=== Work task ===
Every line below that mentions the word "LocalEmbedder" should be copied out.

=== Material provided ===
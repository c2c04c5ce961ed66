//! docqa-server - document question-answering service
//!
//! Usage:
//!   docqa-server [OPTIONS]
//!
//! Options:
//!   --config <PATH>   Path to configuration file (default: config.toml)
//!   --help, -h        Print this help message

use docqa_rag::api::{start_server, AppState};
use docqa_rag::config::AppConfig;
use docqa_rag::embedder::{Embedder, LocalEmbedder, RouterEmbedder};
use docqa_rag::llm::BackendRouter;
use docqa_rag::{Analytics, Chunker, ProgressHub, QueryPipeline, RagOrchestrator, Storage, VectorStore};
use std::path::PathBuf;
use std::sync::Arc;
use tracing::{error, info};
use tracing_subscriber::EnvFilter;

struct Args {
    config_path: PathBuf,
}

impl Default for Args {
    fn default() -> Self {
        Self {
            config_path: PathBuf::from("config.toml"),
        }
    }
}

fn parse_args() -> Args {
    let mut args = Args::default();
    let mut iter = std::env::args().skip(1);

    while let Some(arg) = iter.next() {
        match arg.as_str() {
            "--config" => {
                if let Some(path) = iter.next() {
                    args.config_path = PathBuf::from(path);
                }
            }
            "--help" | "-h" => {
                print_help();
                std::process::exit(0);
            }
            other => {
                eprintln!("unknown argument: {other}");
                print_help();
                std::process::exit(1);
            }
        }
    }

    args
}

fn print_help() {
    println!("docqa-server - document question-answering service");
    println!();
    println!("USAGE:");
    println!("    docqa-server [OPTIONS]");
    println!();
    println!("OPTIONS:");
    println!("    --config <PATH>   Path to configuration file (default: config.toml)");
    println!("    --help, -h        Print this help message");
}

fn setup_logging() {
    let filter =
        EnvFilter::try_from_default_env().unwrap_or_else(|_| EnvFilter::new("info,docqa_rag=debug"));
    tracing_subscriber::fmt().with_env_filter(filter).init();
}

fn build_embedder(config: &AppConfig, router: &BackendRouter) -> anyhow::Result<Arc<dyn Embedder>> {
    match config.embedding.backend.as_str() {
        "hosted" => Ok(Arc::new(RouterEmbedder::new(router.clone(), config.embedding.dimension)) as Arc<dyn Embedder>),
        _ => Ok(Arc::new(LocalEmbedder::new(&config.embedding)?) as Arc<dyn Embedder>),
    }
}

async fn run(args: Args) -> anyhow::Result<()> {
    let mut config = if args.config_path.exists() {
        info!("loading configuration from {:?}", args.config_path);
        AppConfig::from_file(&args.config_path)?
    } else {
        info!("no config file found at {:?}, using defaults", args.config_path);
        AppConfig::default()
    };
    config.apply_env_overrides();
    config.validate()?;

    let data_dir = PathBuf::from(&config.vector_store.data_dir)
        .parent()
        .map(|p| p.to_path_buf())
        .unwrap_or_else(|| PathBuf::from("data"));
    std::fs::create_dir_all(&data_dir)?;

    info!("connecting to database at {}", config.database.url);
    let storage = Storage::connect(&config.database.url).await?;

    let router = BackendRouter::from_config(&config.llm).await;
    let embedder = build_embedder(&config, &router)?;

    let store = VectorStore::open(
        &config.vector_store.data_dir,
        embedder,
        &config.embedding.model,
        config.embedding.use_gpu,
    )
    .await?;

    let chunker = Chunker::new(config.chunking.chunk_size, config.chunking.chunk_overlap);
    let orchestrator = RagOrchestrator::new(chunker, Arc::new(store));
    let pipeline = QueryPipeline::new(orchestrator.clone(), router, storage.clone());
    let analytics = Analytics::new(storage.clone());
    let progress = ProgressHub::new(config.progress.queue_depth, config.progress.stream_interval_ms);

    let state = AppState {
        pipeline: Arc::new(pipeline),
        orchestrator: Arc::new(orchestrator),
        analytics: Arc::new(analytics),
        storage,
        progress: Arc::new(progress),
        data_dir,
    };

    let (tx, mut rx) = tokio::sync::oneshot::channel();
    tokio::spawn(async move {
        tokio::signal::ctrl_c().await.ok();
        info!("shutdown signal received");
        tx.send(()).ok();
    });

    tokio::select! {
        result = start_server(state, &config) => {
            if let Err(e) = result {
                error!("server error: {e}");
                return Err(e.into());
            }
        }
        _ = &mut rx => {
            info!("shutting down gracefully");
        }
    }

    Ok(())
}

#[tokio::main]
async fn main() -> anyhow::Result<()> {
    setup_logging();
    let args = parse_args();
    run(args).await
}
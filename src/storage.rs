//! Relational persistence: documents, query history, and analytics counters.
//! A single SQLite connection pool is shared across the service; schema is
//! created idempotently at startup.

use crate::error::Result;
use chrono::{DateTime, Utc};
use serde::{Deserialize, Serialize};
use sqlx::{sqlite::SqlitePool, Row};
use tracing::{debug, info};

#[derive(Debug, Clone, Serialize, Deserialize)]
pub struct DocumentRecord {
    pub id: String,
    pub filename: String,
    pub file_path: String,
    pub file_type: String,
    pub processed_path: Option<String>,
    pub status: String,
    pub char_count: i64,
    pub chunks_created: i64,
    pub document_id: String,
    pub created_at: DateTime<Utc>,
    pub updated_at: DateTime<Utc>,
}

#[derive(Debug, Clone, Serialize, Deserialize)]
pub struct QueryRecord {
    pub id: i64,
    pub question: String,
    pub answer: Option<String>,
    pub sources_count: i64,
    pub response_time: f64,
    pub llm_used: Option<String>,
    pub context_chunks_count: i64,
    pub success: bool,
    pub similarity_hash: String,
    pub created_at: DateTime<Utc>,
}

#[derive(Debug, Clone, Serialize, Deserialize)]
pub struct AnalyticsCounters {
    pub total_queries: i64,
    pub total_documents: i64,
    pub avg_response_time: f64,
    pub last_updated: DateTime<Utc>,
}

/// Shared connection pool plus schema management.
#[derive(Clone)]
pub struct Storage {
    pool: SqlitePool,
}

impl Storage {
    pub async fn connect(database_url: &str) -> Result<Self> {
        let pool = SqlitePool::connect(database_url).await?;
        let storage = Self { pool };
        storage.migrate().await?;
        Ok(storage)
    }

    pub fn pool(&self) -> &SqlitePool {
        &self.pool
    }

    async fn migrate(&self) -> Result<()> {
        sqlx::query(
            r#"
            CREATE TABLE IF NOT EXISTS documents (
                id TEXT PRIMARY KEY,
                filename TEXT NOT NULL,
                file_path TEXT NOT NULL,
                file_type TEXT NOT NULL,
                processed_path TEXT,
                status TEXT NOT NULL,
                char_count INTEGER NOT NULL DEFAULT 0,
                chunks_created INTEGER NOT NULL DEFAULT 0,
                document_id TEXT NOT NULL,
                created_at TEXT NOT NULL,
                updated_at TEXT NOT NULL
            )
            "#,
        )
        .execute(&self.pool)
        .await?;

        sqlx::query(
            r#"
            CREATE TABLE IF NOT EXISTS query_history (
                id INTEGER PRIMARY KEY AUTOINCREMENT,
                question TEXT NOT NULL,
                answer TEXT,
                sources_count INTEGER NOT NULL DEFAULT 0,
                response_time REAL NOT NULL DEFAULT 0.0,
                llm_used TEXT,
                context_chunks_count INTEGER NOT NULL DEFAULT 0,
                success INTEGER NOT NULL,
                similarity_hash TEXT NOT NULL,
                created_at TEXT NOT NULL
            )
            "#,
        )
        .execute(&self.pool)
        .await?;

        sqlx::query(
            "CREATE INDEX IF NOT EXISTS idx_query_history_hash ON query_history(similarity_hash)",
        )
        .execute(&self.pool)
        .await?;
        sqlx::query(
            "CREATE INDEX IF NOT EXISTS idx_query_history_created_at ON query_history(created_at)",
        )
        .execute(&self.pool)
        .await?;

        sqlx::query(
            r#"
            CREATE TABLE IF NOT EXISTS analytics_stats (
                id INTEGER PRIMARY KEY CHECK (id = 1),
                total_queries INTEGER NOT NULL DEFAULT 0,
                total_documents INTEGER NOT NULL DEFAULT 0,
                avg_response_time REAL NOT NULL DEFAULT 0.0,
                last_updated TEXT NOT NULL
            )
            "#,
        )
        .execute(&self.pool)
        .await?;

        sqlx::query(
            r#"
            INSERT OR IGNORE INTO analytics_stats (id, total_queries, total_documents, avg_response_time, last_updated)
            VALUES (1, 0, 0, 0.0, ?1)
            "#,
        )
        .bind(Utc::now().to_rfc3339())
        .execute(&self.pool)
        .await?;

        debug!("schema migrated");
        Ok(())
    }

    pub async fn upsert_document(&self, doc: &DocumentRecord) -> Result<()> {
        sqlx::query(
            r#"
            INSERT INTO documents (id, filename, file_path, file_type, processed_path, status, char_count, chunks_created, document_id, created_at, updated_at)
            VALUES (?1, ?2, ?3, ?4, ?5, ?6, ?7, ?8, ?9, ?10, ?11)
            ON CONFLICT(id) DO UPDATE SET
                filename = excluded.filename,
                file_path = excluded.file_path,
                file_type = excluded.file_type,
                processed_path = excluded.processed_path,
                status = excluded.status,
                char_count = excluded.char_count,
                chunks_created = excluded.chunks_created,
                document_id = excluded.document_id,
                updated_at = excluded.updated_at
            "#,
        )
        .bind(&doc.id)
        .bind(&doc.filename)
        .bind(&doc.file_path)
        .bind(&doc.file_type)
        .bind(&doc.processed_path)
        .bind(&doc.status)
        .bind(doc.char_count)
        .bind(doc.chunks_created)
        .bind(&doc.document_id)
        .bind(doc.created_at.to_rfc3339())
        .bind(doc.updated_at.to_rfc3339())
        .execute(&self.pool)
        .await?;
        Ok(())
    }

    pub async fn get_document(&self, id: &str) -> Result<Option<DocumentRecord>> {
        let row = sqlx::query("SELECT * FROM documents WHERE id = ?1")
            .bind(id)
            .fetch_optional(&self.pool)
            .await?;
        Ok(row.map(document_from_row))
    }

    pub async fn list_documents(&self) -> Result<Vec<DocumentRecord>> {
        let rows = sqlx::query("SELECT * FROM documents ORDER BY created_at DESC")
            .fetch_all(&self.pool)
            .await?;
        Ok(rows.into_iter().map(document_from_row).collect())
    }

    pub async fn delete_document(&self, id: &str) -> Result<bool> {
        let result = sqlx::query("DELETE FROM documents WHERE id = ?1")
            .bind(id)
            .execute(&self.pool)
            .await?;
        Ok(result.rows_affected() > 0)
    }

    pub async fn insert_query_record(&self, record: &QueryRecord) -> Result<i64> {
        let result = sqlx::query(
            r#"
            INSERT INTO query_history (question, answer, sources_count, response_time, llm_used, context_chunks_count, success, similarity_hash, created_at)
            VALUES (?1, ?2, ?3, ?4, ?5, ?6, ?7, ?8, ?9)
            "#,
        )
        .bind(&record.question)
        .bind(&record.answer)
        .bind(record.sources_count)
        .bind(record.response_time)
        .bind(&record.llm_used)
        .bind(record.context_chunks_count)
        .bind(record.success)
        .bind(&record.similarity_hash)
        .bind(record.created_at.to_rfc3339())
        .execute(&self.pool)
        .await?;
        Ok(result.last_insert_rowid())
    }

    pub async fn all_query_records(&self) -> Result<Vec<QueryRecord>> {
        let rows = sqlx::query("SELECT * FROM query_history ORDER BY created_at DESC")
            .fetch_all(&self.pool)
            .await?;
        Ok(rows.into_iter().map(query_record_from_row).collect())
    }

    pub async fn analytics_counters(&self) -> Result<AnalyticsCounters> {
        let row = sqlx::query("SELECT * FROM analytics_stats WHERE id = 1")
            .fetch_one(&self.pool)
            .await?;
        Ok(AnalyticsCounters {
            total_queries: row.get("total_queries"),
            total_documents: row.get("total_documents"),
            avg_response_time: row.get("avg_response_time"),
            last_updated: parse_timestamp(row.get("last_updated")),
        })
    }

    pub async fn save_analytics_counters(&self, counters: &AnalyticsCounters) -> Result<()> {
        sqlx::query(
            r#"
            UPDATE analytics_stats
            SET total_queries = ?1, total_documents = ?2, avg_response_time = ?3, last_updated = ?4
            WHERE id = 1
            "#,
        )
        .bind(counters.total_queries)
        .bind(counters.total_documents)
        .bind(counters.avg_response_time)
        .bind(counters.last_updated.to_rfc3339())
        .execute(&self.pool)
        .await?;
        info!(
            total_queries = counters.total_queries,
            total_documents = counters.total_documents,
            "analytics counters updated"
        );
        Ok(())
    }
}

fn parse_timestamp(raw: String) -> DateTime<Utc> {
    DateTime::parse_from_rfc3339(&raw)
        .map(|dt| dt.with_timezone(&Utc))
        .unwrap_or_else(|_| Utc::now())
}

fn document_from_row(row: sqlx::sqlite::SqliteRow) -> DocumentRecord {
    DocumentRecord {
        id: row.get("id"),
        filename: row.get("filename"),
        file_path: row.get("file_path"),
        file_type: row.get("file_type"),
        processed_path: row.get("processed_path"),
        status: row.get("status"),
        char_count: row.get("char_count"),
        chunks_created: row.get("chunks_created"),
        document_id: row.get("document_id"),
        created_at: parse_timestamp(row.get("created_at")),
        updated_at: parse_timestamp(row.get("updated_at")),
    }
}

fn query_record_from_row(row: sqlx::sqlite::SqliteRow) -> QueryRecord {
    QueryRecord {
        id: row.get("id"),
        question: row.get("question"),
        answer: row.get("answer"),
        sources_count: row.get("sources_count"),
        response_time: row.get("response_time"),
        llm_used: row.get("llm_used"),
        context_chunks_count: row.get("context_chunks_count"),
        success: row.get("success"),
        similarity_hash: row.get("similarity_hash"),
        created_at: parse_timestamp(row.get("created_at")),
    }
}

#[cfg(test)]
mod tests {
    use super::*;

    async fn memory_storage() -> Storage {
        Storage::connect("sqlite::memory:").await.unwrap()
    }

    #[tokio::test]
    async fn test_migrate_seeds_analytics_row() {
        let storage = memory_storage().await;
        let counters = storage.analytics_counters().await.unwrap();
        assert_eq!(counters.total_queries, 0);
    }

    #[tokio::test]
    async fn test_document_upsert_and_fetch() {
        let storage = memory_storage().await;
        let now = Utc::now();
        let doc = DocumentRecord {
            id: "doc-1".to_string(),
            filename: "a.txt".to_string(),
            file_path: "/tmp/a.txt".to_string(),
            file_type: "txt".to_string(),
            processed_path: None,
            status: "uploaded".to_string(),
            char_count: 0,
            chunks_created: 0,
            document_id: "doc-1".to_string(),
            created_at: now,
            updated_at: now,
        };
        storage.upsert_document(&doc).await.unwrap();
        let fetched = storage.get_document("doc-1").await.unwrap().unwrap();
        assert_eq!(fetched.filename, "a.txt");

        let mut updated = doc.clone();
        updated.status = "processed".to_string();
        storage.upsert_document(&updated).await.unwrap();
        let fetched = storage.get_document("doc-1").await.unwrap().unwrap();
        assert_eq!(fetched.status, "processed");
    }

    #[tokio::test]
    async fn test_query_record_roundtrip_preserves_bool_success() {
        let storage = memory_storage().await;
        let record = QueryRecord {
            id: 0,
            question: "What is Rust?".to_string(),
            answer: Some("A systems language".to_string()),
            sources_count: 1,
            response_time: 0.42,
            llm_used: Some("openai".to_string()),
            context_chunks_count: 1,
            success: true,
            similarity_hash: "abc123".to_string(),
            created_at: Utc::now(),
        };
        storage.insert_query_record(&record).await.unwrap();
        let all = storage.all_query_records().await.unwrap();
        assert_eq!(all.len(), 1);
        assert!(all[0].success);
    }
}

=== Answer to this exercise ===
use docqa_rag::embedder::{Embedder, LocalEmbedder, RouterEmbedder};
        _ => Ok(Arc::new(LocalEmbedder::new(&config.embedding)?) as Arc<dyn Embedder>),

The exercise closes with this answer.